▶ **WHAT YOU ARE ASKED TO DO**:
In the entries below, find the line with "start contributes nothing." and print exactly every line from there up to and including the line with "untouched activities are", with no other lines.

▶ **Stored data entries**:
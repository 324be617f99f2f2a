//! Unified dispatch: resolve a path's policy and consult the strategy.

use std::sync::Arc;
use std::time::Duration;

use serde::Serialize;
use tracing::{debug, trace};

use crate::policy::RoutePolicy;
use crate::strategy::{now_secs, FixedWindow, SlidingWindow, StrategyKind, TokenBucket};

/// Machine-readable explanation of a verdict.
#[derive(Debug, Clone, Copy, PartialEq, Eq, Serialize)]
#[serde(rename_all = "snake_case")]
pub enum Reason {
    /// No strategy governs this path
    Unlimited,
    /// The governing strategy had budget left
    WithinBudget,
    /// Token bucket exhausted; retry after the refill catches up
    TokensExhausted,
    /// Fixed or sliding window exhausted; retry after the window boundary
    WindowExhausted,
}

/// The outcome of one admission decision.
///
/// Serializable so the embedding pipeline can render a rejection straight
/// into a "too many requests" body; the engine itself never produces HTTP
/// status codes.
#[derive(Debug, Clone, Serialize)]
pub struct Verdict {
    /// Whether the request may proceed
    pub admitted: bool,
    /// The strategy that produced this verdict
    pub kind: StrategyKind,
    /// Why the request was admitted or rejected
    pub reason: Reason,
    /// Approximate wait until one unit of budget is available again.
    /// Absent on admission and for budgets that never replenish.
    pub retry_after: Option<Duration>,
}

impl Verdict {
    fn admitted(kind: StrategyKind, reason: Reason) -> Self {
        Self {
            admitted: true,
            kind,
            reason,
            retry_after: None,
        }
    }

    fn rejected(kind: StrategyKind, reason: Reason, retry_after: Option<Duration>) -> Self {
        Self {
            admitted: false,
            kind,
            reason,
            retry_after,
        }
    }
}

/// The single entry point the request pipeline calls per request.
///
/// Owns shared handles to the route policy and the three strategy
/// instances; the composition root constructs them explicitly (no global
/// singletons), so independent configurations can coexist, one per
/// dispatcher.
pub struct Dispatcher {
    policy: Arc<RoutePolicy>,
    token_bucket: Arc<TokenBucket>,
    fixed_window: Arc<FixedWindow>,
    sliding_window: Arc<SlidingWindow>,
}

impl Dispatcher {
    /// Assemble a dispatcher from its collaborators.
    pub fn new(
        policy: Arc<RoutePolicy>,
        token_bucket: Arc<TokenBucket>,
        fixed_window: Arc<FixedWindow>,
        sliding_window: Arc<SlidingWindow>,
    ) -> Self {
        Self {
            policy,
            token_bucket,
            fixed_window,
            sliding_window,
        }
    }

    /// The route policy, for runtime reconfiguration.
    pub fn policy(&self) -> &RoutePolicy {
        &self.policy
    }

    /// Decide whether a request may proceed.
    pub fn decide(&self, path: &str, client_key: &str) -> Verdict {
        self.decide_at(path, client_key, now_secs())
    }

    /// Decide whether a request may proceed, at an explicit time given as
    /// fractional epoch seconds.
    pub fn decide_at(&self, path: &str, client_key: &str, now: f64) -> Verdict {
        let kind = self.policy.resolve(path);
        trace!(path = %path, client = %client_key, kind = ?kind, "Dispatching admission check");

        let verdict = match kind {
            StrategyKind::None => Verdict::admitted(kind, Reason::Unlimited),
            StrategyKind::TokenBucket => {
                if self.token_bucket.admit_at(client_key, 1.0, now) {
                    Verdict::admitted(kind, Reason::WithinBudget)
                } else {
                    let retry = self
                        .token_bucket
                        .retry_after_at(client_key, 1.0, now)
                        .map(Duration::from_secs_f64);
                    Verdict::rejected(kind, Reason::TokensExhausted, retry)
                }
            }
            StrategyKind::FixedWindow => {
                let now_s = now.floor() as i64;
                if self.fixed_window.admit_at(client_key, now_s) {
                    Verdict::admitted(kind, Reason::WithinBudget)
                } else {
                    let retry = self.fixed_window.seconds_to_next_window(now_s);
                    Verdict::rejected(
                        kind,
                        Reason::WindowExhausted,
                        Some(Duration::from_secs(retry as u64)),
                    )
                }
            }
            StrategyKind::SlidingWindow => {
                if self.sliding_window.admit_at(client_key, now) {
                    Verdict::admitted(kind, Reason::WithinBudget)
                } else {
                    let retry = self.sliding_window.seconds_to_next_window(now);
                    Verdict::rejected(
                        kind,
                        Reason::WindowExhausted,
                        Some(Duration::from_secs_f64(retry.max(0.0))),
                    )
                }
            }
        };

        if !verdict.admitted {
            debug!(
                path = %path,
                client = %client_key,
                reason = ?verdict.reason,
                retry_after = ?verdict.retry_after,
                "Request rejected"
            );
        }
        verdict
    }

    /// Sweep all strategies, dropping state for keys idle longer than
    /// `max_idle`. Returns the total number of keys evicted.
    pub fn evict_idle(&self, max_idle: Duration) -> usize {
        self.token_bucket.evict_idle(max_idle)
            + self.fixed_window.evict_idle(max_idle)
            + self.sliding_window.evict_idle(max_idle)
    }
}

#[cfg(test)]
mod tests {
    use super::*;

    fn build_dispatcher() -> Dispatcher {
        let policy = Arc::new(RoutePolicy::new());
        policy.set_route("/bucket", StrategyKind::TokenBucket);
        policy.set_route("/fixed", StrategyKind::FixedWindow);
        policy.set_route("/sliding", StrategyKind::SlidingWindow);
        policy.exempt("/health");

        Dispatcher::new(
            policy,
            Arc::new(TokenBucket::new(3.0, 1.0).unwrap()),
            Arc::new(FixedWindow::new(60, 2).unwrap()),
            Arc::new(SlidingWindow::new(60, 2).unwrap()),
        )
    }

    #[test]
    fn test_unrouted_path_is_admitted_without_state() {
        let dispatcher = build_dispatcher();

        for _ in 0..100 {
            let verdict = dispatcher.decide_at("/open", "client", 0.0);
            assert!(verdict.admitted);
            assert_eq!(verdict.kind, StrategyKind::None);
            assert_eq!(verdict.reason, Reason::Unlimited);
            assert!(verdict.retry_after.is_none());
        }
    }

    #[test]
    fn test_exempt_path_is_never_limited() {
        let dispatcher = build_dispatcher();
        dispatcher.policy().set_route("/health", StrategyKind::TokenBucket);

        for _ in 0..100 {
            assert!(dispatcher.decide_at("/health", "client", 0.0).admitted);
        }
    }

    #[test]
    fn test_token_bucket_rejection_carries_refill_hint() {
        let dispatcher = build_dispatcher();

        for _ in 0..3 {
            assert!(dispatcher.decide_at("/bucket", "client", 0.0).admitted);
        }

        let verdict = dispatcher.decide_at("/bucket", "client", 0.0);
        assert!(!verdict.admitted);
        assert_eq!(verdict.reason, Reason::TokensExhausted);
        // One token at 1.0/s is one second away.
        assert_eq!(verdict.retry_after, Some(Duration::from_secs(1)));
    }

    #[test]
    fn test_zero_refill_rejection_has_no_hint() {
        let policy = Arc::new(RoutePolicy::new());
        policy.set_route("/bucket", StrategyKind::TokenBucket);
        let dispatcher = Dispatcher::new(
            policy,
            Arc::new(TokenBucket::new(1.0, 0.0).unwrap()),
            Arc::new(FixedWindow::new(60, 2).unwrap()),
            Arc::new(SlidingWindow::new(60, 2).unwrap()),
        );

        assert!(dispatcher.decide_at("/bucket", "client", 0.0).admitted);
        let verdict = dispatcher.decide_at("/bucket", "client", 0.0);
        assert!(!verdict.admitted);
        assert!(verdict.retry_after.is_none());
    }

    #[test]
    fn test_window_rejection_points_at_the_boundary() {
        let dispatcher = build_dispatcher();

        assert!(dispatcher.decide_at("/fixed", "client", 3600.0).admitted);
        assert!(dispatcher.decide_at("/fixed", "client", 3610.0).admitted);

        let verdict = dispatcher.decide_at("/fixed", "client", 3615.0);
        assert!(!verdict.admitted);
        assert_eq!(verdict.reason, Reason::WindowExhausted);
        assert_eq!(verdict.retry_after, Some(Duration::from_secs(45)));

        // The next window admits again.
        assert!(dispatcher.decide_at("/fixed", "client", 3660.0).admitted);
    }

    #[test]
    fn test_sliding_rejection_points_at_the_boundary() {
        let dispatcher = build_dispatcher();

        assert!(dispatcher.decide_at("/sliding", "client", 3600.0).admitted);
        assert!(dispatcher.decide_at("/sliding", "client", 3600.0).admitted);

        let verdict = dispatcher.decide_at("/sliding", "client", 3630.0);
        assert!(!verdict.admitted);
        assert_eq!(verdict.reason, Reason::WindowExhausted);
        assert_eq!(verdict.retry_after, Some(Duration::from_secs(30)));
    }

    #[test]
    fn test_clients_are_limited_independently() {
        let dispatcher = build_dispatcher();

        assert!(dispatcher.decide_at("/fixed", "a", 0.0).admitted);
        assert!(dispatcher.decide_at("/fixed", "a", 0.0).admitted);
        assert!(!dispatcher.decide_at("/fixed", "a", 0.0).admitted);

        assert!(dispatcher.decide_at("/fixed", "b", 0.0).admitted);
    }

    #[test]
    fn test_strategies_do_not_share_state() {
        let dispatcher = build_dispatcher();

        // Exhaust the fixed window for this client.
        dispatcher.decide_at("/fixed", "client", 0.0);
        dispatcher.decide_at("/fixed", "client", 0.0);
        assert!(!dispatcher.decide_at("/fixed", "client", 0.0).admitted);

        // The token bucket budget for the same client is untouched.
        assert!(dispatcher.decide_at("/bucket", "client", 0.0).admitted);
    }

    #[test]
    fn test_verdict_serializes_for_the_pipeline() {
        let dispatcher = build_dispatcher();
        dispatcher.decide_at("/fixed", "client", 0.0);
        dispatcher.decide_at("/fixed", "client", 0.0);

        let verdict = dispatcher.decide_at("/fixed", "client", 0.0);
        let json = serde_json::to_value(&verdict).unwrap();

        assert_eq!(json["admitted"], serde_json::json!(false));
        assert_eq!(json["kind"], serde_json::json!("fixed_window"));
        assert_eq!(json["reason"], serde_json::json!("window_exhausted"));
    }

    #[test]
    fn test_evict_idle_sweeps_all_strategies() {
        let dispatcher = build_dispatcher();

        dispatcher.decide_at("/bucket", "client", 0.0);
        dispatcher.decide_at("/fixed", "client", 0.0);
        dispatcher.decide_at("/sliding", "client", 0.0);

        // Everything has been idle far longer than a zero-length grace.
        assert_eq!(dispatcher.evict_idle(Duration::ZERO), 3);
    }
}
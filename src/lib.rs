//! Tollgate - In-Process Admission Control
//!
//! This crate implements a per-request admission-control engine: given a
//! request path and a client identity string, it returns an admit/reject
//! verdict based on per-client rate budgets. Three strategies are
//! available per route: token bucket (continuous refill), fixed window
//! (discrete epoch counters), and sliding window (a weighted blend of two
//! adjacent fixed windows). A route policy maps path prefixes to
//! strategies with an exemption list that always wins, and a single
//! dispatcher ties it together for the embedding request pipeline.
//!
//! The engine performs no I/O, holds all state in process memory, and
//! decides synchronously; serving HTTP and turning verdicts into
//! responses is the caller's job.

pub mod config;
pub mod dispatch;
pub mod error;
pub mod policy;
pub mod strategy;

pub use config::EngineConfig;
pub use dispatch::{Dispatcher, Reason, Verdict};
pub use error::{Result, TollgateError};
pub use policy::RoutePolicy;
pub use strategy::{FixedWindow, SlidingWindow, StrategyKind, TokenBucket};
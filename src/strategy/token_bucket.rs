//! Token bucket strategy with continuous refill.

use std::time::Duration;

use dashmap::DashMap;
use tracing::{debug, trace};

use crate::error::{Result, TollgateError};

use super::now_secs;

/// Per-key bucket state.
#[derive(Debug, Clone, Copy)]
struct Bucket {
    /// Tokens currently available, always within `[0, capacity]`
    tokens: f64,
    /// Timestamp of the last refill, fractional seconds since the epoch
    last_refill: f64,
}

/// Token bucket rate limiter.
///
/// Each client key owns a reservoir of `capacity` tokens that refills
/// continuously at `refill_rate` tokens per second. A key seen for the
/// first time starts with a full bucket, so first-time callers are never
/// penalized. Per-key state lives in a sharded map; read-modify-write of
/// one key's bucket happens under its shard lock, so checks for the same
/// key are serialized while distinct keys proceed in parallel.
pub struct TokenBucket {
    capacity: f64,
    refill_rate: f64,
    buckets: DashMap<String, Bucket>,
}

impl TokenBucket {
    /// Create a new token bucket strategy.
    ///
    /// `capacity` must be positive and finite. `refill_rate` must be
    /// non-negative and finite; a rate of zero is legal and means the
    /// bucket never refills (a fixed initial allowance per key).
    pub fn new(capacity: f64, refill_rate: f64) -> Result<Self> {
        if !capacity.is_finite() || capacity <= 0.0 {
            return Err(TollgateError::Config(format!(
                "token bucket capacity must be positive, got {}",
                capacity
            )));
        }
        if !refill_rate.is_finite() || refill_rate < 0.0 {
            return Err(TollgateError::Config(format!(
                "token bucket refill rate must be non-negative, got {}",
                refill_rate
            )));
        }
        Ok(Self {
            capacity,
            refill_rate,
            buckets: DashMap::new(),
        })
    }

    /// Try to consume one token for the given key.
    pub fn admit(&self, key: &str) -> bool {
        self.admit_n(key, 1.0)
    }

    /// Try to consume `cost` tokens for the given key.
    ///
    /// `cost` may be fractional, and may exceed `capacity`, in which case
    /// the key can never be admitted and every call returns `false`.
    pub fn admit_n(&self, key: &str, cost: f64) -> bool {
        self.admit_at(key, cost, now_secs())
    }

    /// Try to consume `cost` tokens for the given key at an explicit time.
    ///
    /// Refill is applied first, clamped at `capacity`, and the stored
    /// timestamp is advanced to `now` whether or not the request is
    /// admitted: refill accrues in real time independent of the verdict.
    pub fn admit_at(&self, key: &str, cost: f64, now: f64) -> bool {
        let mut bucket = self.buckets.entry(key.to_owned()).or_insert_with(|| {
            debug!(key = %key, capacity = self.capacity, "Creating new token bucket");
            Bucket {
                tokens: self.capacity,
                last_refill: now,
            }
        });

        let elapsed = (now - bucket.last_refill).max(0.0);
        bucket.tokens = (bucket.tokens + elapsed * self.refill_rate).min(self.capacity);
        bucket.last_refill = now;

        if bucket.tokens >= cost {
            bucket.tokens -= cost;
            trace!(key = %key, cost = cost, remaining = bucket.tokens, "Token bucket admit");
            true
        } else {
            debug!(key = %key, cost = cost, available = bucket.tokens, "Token bucket exhausted");
            false
        }
    }

    /// Tokens currently available for a key, with refill applied but no
    /// state mutated. Returns `None` for a key never seen.
    pub fn tokens_at(&self, key: &str, now: f64) -> Option<f64> {
        self.buckets.get(key).map(|bucket| {
            let elapsed = (now - bucket.last_refill).max(0.0);
            (bucket.tokens + elapsed * self.refill_rate).min(self.capacity)
        })
    }

    /// Tokens currently available for a key at the current wall-clock time.
    pub fn tokens(&self, key: &str) -> Option<f64> {
        self.tokens_at(key, now_secs())
    }

    /// Seconds until `cost` tokens become available for a key.
    ///
    /// Returns `Some(0.0)` if the request would be admitted right now, and
    /// `None` if it can never be admitted (cost above capacity, or a
    /// deficit with a zero refill rate).
    pub fn retry_after_at(&self, key: &str, cost: f64, now: f64) -> Option<f64> {
        if cost > self.capacity {
            return None;
        }
        let available = self.tokens_at(key, now).unwrap_or(self.capacity);
        let deficit = cost - available;
        if deficit <= 0.0 {
            Some(0.0)
        } else if self.refill_rate == 0.0 {
            None
        } else {
            Some(deficit / self.refill_rate)
        }
    }

    /// The configured capacity.
    pub fn capacity(&self) -> f64 {
        self.capacity
    }

    /// The configured refill rate in tokens per second.
    pub fn refill_rate(&self) -> f64 {
        self.refill_rate
    }

    /// Number of keys with tracked state.
    pub fn tracked_keys(&self) -> usize {
        self.buckets.len()
    }

    /// Remove state for keys not touched within `max_idle`.
    ///
    /// Returns the number of keys evicted. Eviction never changes a
    /// verdict: an evicted key starts over with a full bucket, which is
    /// the same allowance a refill of that idle span would have restored
    /// (or better, for zero-refill buckets, which is accepted as part of
    /// this maintenance operation).
    pub fn evict_idle(&self, max_idle: Duration) -> usize {
        self.evict_idle_at(max_idle.as_secs_f64(), now_secs())
    }

    fn evict_idle_at(&self, max_idle: f64, now: f64) -> usize {
        let before = self.buckets.len();
        self.buckets
            .retain(|_, bucket| now - bucket.last_refill <= max_idle);
        let evicted = before - self.buckets.len();
        if evicted > 0 {
            debug!(evicted = evicted, "Evicted idle token buckets");
        }
        evicted
    }
}
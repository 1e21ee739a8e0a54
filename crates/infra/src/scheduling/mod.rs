//! Periodic scheduling

pub mod tick;

pub use tick::{CoordinatorTick, TickJob, TickLoop, TickLoopConfig};
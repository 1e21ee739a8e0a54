//! External action bridge
//!
//! Translates deep-link style URIs delivered from outside the process into
//! tracking commands. Anything unrecognised is dropped silently; the
//! coordinator buffers at most one command until the engine is ready.

use goaltimer_domain::TrackingAction;

/// Parse an externally-delivered URI into a tracking command.
///
/// Recognises any scheme addressing the `tracking` host with an
/// `action=pause` or `action=stop` parameter; everything else is `None`.
pub fn parse_tracking_action(url: &str) -> Option<TrackingAction> {
    if !url.contains("://tracking") {
        return None;
    }
    let raw = url.split_once("action=")?.1;
    let value = raw.split(['&', '#']).next().unwrap_or("");
    match value {
        "pause" => Some(TrackingAction::Pause),
        "stop" => Some(TrackingAction::Stop),
        _ => None,
    }
}
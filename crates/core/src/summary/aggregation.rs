//! Daily aggregation engine
//!
//! Pure functions turning raw session intervals into day-bucketed
//! worked-minute totals. An open session contributes partial minutes by
//! substituting `now_ms` for its missing end timestamp.

use std::collections::{HashMap, HashSet};

use goaltimer_domain::days;
use goaltimer_domain::{
    Activity, DailyActivitySummary, DailyGoal, DailySummary, Note, Session,
};

/// Milliseconds of a session falling inside the given day.
///
/// Open sessions are clamped at `now_ms`; a session whose effective end is
/// at or before its start contributes nothing.
pub fn session_ms_for_day(session: &Session, day_key: &str, now_ms: i64) -> i64 {
    let end = session.end_ts.unwrap_or(now_ms);
    days::overlap_ms(session.start_ts, end, day_key)
}

/// Build the summary for one calendar day.
///
/// An activity appears in the output only when it has a goal for the day, a
/// note for the day, or nonzero worked time; untouched activities are
/// omitted to keep summaries small. `total_worked_minutes` floors the
/// *summed* overlap milliseconds; per-activity minutes floor individually,
/// so the two can differ by design. Completion requires at least one goal
/// and every goal met.
pub fn build_daily_summary(
    day_key: &str,
    activities: &[Activity],
    goals: &[DailyGoal],
    sessions: &[Session],
    notes: &[Note],
    now_ms: i64,
) -> DailySummary {
    let goals_for_date: Vec<&DailyGoal> = goals.iter().filter(|g| g.date == day_key).collect();
    let notes_for_date: Vec<&Note> = notes.iter().filter(|n| n.date == day_key).collect();

    let mut worked_by_activity: HashMap<&str, i64> = HashMap::new();
    for session in sessions {
        let worked_ms = session_ms_for_day(session, day_key, now_ms);
        if worked_ms <= 0 {
            continue;
        }
        *worked_by_activity.entry(session.activity_id.as_str()).or_insert(0) += worked_ms;
    }

    let goals_by_activity: HashMap<&str, &DailyGoal> =
        goals_for_date.iter().map(|g| (g.activity_id.as_str(), *g)).collect();
    let notes_by_activity: HashMap<&str, &Note> =
        notes_for_date.iter().map(|n| (n.activity_id.as_str(), *n)).collect();

    let mut relevant: HashSet<&str> = HashSet::new();
    relevant.extend(goals_for_date.iter().map(|g| g.activity_id.as_str()));
    relevant.extend(notes_for_date.iter().map(|n| n.activity_id.as_str()));
    relevant.extend(worked_by_activity.keys().copied());

    let mut entries: Vec<DailyActivitySummary> = activities
        .iter()
        .filter(|activity| relevant.contains(activity.id.as_str()))
        .map(|activity| {
            let worked_ms = worked_by_activity.get(activity.id.as_str()).copied().unwrap_or(0);
            DailyActivitySummary {
                activity_id: activity.id.clone(),
                activity_name: activity.name.clone(),
                color: activity.color.clone(),
                goal_minutes: goals_by_activity
                    .get(activity.id.as_str())
                    .map_or(0, |g| g.goal_minutes),
                worked_minutes: days::minutes_from_ms(worked_ms),
                note: notes_by_activity.get(activity.id.as_str()).map(|n| n.text.clone()),
            }
        })
        .collect();
    entries.sort_by(|a, b| a.activity_name.cmp(&b.activity_name));

    let total_goal_minutes =
        goals_for_date.iter().fold(0u32, |acc, g| acc.saturating_add(g.goal_minutes));
    let total_worked_ms: i64 = worked_by_activity.values().sum();
    let total_worked_minutes = days::minutes_from_ms(total_worked_ms);

    let has_goals = !goals_for_date.is_empty();
    let is_complete = has_goals
        && goals_for_date.iter().all(|goal| {
            let worked_ms =
                worked_by_activity.get(goal.activity_id.as_str()).copied().unwrap_or(0);
            days::minutes_from_ms(worked_ms) >= goal.goal_minutes
        });

    DailySummary {
        date: day_key.to_string(),
        total_goal_minutes,
        total_worked_minutes,
        is_complete,
        activities: entries,
    }
}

▶ **EXERCISE OUTPUT**:
/// at or before its start contributes nothing.
pub fn session_ms_for_day(session: &Session, day_key: &str, now_ms: i64) -> i64 {
    let end = session.end_ts.unwrap_or(now_ms);
    days::overlap_ms(session.start_ts, end, day_key)
}

/// Build the summary for one calendar day.
///
/// An activity appears in the output only when it has a goal for the day, a
/// note for the day, or nonzero worked time; untouched activities are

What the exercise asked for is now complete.